EXERCISE INPUT:
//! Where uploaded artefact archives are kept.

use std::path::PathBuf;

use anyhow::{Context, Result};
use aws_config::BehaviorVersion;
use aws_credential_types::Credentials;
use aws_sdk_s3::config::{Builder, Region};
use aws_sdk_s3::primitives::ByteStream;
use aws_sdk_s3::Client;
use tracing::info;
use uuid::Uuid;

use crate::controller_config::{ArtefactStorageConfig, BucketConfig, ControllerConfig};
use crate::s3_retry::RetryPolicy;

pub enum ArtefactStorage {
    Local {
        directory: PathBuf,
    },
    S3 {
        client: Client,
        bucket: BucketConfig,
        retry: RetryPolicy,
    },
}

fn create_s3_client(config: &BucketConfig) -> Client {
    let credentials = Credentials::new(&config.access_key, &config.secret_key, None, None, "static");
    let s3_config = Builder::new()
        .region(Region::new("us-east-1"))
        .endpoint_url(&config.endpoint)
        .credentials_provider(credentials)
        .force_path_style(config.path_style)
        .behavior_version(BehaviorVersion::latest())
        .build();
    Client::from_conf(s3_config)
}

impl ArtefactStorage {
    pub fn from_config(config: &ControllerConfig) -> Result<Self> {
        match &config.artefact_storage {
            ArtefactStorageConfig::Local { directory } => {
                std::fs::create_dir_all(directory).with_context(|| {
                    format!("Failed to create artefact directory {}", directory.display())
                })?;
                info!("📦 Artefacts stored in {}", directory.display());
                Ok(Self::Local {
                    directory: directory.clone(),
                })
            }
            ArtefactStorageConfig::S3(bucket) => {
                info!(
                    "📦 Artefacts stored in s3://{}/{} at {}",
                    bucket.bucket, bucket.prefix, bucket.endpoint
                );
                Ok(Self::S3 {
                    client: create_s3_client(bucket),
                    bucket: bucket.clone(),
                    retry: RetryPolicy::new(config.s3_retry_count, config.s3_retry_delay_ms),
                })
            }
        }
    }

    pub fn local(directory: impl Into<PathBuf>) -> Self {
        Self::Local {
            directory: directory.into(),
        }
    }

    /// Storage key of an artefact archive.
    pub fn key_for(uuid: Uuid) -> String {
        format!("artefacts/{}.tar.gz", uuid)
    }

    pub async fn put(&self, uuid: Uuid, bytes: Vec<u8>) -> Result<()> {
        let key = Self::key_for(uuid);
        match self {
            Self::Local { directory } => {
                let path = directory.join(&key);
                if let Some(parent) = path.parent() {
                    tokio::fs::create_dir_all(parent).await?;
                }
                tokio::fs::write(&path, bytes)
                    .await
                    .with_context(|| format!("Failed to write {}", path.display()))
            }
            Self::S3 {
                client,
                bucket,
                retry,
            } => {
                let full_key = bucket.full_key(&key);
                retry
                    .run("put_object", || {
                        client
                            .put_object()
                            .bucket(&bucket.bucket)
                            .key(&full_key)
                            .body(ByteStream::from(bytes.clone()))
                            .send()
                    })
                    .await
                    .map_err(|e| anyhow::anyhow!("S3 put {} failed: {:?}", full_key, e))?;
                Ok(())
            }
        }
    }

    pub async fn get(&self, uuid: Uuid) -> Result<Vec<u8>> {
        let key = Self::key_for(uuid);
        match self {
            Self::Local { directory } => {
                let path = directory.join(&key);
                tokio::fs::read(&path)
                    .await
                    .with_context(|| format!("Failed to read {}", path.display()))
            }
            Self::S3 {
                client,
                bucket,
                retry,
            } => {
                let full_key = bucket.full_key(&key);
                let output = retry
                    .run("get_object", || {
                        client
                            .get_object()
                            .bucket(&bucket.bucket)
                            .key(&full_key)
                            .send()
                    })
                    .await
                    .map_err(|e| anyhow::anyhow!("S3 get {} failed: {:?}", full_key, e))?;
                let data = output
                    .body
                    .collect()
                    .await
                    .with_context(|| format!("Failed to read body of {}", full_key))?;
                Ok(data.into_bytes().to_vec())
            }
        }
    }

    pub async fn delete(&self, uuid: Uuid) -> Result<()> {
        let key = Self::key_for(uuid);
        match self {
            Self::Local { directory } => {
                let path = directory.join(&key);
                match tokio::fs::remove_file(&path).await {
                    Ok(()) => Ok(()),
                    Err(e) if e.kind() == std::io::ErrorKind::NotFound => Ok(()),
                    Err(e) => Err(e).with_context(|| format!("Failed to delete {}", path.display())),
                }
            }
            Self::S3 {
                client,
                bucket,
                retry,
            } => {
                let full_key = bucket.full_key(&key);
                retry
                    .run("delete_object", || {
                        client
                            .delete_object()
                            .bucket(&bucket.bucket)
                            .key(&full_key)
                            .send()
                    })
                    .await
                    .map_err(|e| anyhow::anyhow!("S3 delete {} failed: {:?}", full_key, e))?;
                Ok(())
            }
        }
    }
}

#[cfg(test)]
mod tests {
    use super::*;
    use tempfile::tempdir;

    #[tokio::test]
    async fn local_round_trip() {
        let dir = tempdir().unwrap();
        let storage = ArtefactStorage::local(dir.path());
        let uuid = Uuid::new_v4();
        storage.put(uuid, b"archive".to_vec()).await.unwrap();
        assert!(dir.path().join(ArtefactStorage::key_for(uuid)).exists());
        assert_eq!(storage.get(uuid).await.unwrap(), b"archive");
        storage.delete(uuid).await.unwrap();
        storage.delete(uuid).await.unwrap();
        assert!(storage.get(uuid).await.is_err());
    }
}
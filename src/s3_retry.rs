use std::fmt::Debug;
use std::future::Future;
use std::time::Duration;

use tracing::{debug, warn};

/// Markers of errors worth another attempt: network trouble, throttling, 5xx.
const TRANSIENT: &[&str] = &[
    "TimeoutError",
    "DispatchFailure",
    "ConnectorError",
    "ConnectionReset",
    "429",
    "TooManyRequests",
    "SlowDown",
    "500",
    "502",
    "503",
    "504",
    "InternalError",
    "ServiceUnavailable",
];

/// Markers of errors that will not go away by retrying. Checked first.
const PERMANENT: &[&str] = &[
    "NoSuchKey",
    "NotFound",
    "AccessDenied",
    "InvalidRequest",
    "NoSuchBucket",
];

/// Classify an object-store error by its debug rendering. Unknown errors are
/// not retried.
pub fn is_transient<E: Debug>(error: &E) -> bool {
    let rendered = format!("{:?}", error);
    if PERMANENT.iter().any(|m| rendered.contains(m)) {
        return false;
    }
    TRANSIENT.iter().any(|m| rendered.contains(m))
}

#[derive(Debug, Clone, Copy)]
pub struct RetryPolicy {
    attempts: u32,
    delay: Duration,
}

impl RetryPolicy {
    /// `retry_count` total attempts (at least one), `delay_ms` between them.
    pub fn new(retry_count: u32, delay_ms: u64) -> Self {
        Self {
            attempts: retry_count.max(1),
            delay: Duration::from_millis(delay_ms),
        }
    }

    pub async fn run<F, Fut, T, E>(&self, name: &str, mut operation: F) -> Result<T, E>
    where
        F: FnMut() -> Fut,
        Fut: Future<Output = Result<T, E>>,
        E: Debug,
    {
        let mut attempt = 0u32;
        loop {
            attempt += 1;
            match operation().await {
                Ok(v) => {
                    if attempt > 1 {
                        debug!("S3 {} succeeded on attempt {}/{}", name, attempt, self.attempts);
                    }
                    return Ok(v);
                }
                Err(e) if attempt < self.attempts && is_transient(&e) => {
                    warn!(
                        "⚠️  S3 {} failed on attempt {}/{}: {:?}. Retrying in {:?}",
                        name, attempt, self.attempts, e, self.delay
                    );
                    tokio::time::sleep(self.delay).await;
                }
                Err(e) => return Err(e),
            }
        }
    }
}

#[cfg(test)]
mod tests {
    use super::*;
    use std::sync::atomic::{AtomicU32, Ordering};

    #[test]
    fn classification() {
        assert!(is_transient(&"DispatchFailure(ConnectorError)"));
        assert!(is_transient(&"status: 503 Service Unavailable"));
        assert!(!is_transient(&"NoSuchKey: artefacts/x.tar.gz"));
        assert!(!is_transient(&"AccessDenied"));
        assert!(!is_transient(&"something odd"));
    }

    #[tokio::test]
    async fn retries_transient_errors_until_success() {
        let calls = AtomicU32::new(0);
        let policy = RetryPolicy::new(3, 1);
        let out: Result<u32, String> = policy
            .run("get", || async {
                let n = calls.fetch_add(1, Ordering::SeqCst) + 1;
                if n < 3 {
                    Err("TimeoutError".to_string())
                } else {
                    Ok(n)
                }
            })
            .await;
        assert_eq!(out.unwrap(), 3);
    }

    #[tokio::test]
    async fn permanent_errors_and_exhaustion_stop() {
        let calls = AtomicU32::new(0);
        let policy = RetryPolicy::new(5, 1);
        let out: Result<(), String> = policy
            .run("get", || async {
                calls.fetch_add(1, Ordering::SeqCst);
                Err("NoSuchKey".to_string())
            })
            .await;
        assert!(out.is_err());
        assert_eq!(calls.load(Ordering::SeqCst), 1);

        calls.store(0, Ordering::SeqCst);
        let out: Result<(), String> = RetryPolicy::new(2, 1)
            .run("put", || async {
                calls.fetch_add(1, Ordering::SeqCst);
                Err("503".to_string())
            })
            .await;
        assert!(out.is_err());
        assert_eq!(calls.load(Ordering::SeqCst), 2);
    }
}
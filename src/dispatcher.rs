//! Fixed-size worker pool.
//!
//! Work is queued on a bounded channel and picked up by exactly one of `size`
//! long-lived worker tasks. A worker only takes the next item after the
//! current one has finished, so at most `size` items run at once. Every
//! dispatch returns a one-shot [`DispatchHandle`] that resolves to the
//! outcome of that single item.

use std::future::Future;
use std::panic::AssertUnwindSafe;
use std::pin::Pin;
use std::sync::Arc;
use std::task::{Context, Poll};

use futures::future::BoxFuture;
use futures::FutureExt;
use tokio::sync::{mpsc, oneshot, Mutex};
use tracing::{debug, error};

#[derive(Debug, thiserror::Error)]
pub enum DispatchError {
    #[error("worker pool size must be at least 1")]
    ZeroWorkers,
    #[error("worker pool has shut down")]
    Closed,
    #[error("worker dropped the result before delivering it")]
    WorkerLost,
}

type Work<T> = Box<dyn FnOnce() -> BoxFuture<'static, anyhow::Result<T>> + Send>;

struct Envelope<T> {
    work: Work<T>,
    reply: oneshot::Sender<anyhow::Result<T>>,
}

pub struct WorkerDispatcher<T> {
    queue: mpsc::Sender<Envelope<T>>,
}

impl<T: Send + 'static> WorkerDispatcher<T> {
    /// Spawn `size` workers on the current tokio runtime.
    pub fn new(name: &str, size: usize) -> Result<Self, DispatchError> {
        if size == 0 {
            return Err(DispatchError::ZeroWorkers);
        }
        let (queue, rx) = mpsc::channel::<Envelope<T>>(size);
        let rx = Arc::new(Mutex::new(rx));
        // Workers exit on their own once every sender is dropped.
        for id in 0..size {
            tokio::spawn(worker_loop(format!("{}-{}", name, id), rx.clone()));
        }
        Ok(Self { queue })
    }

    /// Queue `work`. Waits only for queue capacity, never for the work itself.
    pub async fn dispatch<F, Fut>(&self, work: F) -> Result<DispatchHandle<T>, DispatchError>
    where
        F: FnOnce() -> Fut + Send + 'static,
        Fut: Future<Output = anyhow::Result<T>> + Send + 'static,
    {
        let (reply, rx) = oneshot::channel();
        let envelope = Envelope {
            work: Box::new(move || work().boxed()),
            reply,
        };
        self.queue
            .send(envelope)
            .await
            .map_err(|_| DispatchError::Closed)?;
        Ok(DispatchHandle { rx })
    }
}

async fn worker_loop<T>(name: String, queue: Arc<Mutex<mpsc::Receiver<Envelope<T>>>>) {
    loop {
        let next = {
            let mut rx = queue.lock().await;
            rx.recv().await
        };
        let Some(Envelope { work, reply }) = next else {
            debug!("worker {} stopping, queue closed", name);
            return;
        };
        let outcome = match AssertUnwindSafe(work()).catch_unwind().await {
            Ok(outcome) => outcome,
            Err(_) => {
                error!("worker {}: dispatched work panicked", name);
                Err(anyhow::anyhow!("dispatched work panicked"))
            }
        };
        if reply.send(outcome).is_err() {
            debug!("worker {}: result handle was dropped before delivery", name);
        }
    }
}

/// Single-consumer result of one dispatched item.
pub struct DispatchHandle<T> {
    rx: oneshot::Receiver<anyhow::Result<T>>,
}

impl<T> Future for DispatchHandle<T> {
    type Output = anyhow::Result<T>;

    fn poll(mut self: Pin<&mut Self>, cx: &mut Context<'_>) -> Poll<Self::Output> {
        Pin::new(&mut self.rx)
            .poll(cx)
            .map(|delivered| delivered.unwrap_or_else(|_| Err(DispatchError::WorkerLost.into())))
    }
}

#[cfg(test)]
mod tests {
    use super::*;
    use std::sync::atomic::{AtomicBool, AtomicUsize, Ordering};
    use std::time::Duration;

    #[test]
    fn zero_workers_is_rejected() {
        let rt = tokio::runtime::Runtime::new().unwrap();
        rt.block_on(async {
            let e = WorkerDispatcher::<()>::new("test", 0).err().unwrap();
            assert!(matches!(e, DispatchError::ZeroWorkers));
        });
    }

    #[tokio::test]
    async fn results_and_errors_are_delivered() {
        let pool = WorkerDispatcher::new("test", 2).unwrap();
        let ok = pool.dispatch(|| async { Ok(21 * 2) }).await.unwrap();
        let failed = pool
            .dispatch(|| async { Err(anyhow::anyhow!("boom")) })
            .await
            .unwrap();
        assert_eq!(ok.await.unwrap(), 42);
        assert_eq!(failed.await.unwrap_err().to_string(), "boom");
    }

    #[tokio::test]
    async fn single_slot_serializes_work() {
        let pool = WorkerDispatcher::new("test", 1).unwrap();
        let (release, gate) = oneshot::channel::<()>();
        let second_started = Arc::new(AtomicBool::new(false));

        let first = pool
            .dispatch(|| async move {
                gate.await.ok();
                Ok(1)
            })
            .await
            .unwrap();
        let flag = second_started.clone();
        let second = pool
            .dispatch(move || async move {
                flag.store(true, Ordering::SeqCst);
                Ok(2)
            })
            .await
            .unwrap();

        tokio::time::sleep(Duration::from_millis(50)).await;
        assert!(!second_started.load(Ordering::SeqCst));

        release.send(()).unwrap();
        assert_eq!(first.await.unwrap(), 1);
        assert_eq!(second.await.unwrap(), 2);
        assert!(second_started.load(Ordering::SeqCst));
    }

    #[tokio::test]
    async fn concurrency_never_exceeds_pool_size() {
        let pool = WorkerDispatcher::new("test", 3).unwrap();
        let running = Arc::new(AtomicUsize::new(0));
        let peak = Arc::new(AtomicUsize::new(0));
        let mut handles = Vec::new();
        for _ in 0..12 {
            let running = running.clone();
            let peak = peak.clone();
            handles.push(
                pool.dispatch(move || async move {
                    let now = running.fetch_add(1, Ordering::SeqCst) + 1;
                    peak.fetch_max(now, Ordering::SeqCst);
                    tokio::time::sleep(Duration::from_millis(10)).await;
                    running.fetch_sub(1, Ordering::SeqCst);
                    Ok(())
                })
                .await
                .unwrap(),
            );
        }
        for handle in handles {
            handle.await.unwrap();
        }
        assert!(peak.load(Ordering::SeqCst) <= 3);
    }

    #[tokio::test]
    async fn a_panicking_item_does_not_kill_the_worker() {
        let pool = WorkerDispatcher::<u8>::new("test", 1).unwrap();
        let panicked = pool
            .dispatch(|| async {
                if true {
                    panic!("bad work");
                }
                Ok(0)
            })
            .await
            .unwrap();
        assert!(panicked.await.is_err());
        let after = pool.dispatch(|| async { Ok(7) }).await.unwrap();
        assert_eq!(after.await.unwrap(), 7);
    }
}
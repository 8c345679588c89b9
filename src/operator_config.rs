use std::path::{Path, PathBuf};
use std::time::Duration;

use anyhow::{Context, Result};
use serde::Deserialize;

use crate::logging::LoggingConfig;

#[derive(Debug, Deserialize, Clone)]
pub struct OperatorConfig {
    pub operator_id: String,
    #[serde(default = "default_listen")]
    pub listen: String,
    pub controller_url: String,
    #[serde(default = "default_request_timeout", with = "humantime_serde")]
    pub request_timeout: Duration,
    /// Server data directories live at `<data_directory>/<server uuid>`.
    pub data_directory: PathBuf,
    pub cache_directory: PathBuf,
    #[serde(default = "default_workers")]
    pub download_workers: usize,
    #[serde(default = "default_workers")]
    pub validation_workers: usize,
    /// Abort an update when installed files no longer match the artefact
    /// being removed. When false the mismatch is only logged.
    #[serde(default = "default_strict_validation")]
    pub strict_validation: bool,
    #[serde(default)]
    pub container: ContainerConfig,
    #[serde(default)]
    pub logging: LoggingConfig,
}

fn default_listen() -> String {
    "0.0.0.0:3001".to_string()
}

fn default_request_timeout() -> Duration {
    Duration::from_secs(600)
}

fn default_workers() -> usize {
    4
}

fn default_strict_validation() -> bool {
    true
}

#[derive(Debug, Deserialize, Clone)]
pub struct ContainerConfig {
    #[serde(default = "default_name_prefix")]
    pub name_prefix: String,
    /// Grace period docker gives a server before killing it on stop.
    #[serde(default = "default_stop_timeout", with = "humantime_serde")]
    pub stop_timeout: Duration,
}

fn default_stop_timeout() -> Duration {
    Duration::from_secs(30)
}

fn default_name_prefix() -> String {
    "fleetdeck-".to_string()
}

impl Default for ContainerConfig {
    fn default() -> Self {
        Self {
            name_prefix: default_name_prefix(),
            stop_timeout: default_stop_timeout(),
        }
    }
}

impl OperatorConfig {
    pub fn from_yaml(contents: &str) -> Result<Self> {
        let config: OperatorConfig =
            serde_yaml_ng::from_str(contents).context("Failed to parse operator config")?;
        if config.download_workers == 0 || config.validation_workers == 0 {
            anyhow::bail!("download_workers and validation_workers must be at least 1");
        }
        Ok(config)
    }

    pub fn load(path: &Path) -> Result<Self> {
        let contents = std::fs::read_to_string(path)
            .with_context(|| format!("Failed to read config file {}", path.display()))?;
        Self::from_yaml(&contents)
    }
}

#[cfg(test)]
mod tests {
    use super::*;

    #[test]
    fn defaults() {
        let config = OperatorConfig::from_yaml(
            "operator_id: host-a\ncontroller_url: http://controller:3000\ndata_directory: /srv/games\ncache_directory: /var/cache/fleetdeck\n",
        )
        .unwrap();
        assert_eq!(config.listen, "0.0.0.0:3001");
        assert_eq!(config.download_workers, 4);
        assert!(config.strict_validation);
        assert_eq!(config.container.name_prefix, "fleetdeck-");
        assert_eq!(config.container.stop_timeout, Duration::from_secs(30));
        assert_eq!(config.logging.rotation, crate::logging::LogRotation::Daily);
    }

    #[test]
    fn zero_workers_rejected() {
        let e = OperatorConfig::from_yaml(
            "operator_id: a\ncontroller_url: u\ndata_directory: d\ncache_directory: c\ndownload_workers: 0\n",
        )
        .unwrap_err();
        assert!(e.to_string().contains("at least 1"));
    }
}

EXERCISE AIM: Scan the records above and report every line with the string "endpoint".

PROBLEM SOLUTION:
        .endpoint_url(&config.endpoint)
                    bucket.bucket, bucket.prefix, bucket.endpoint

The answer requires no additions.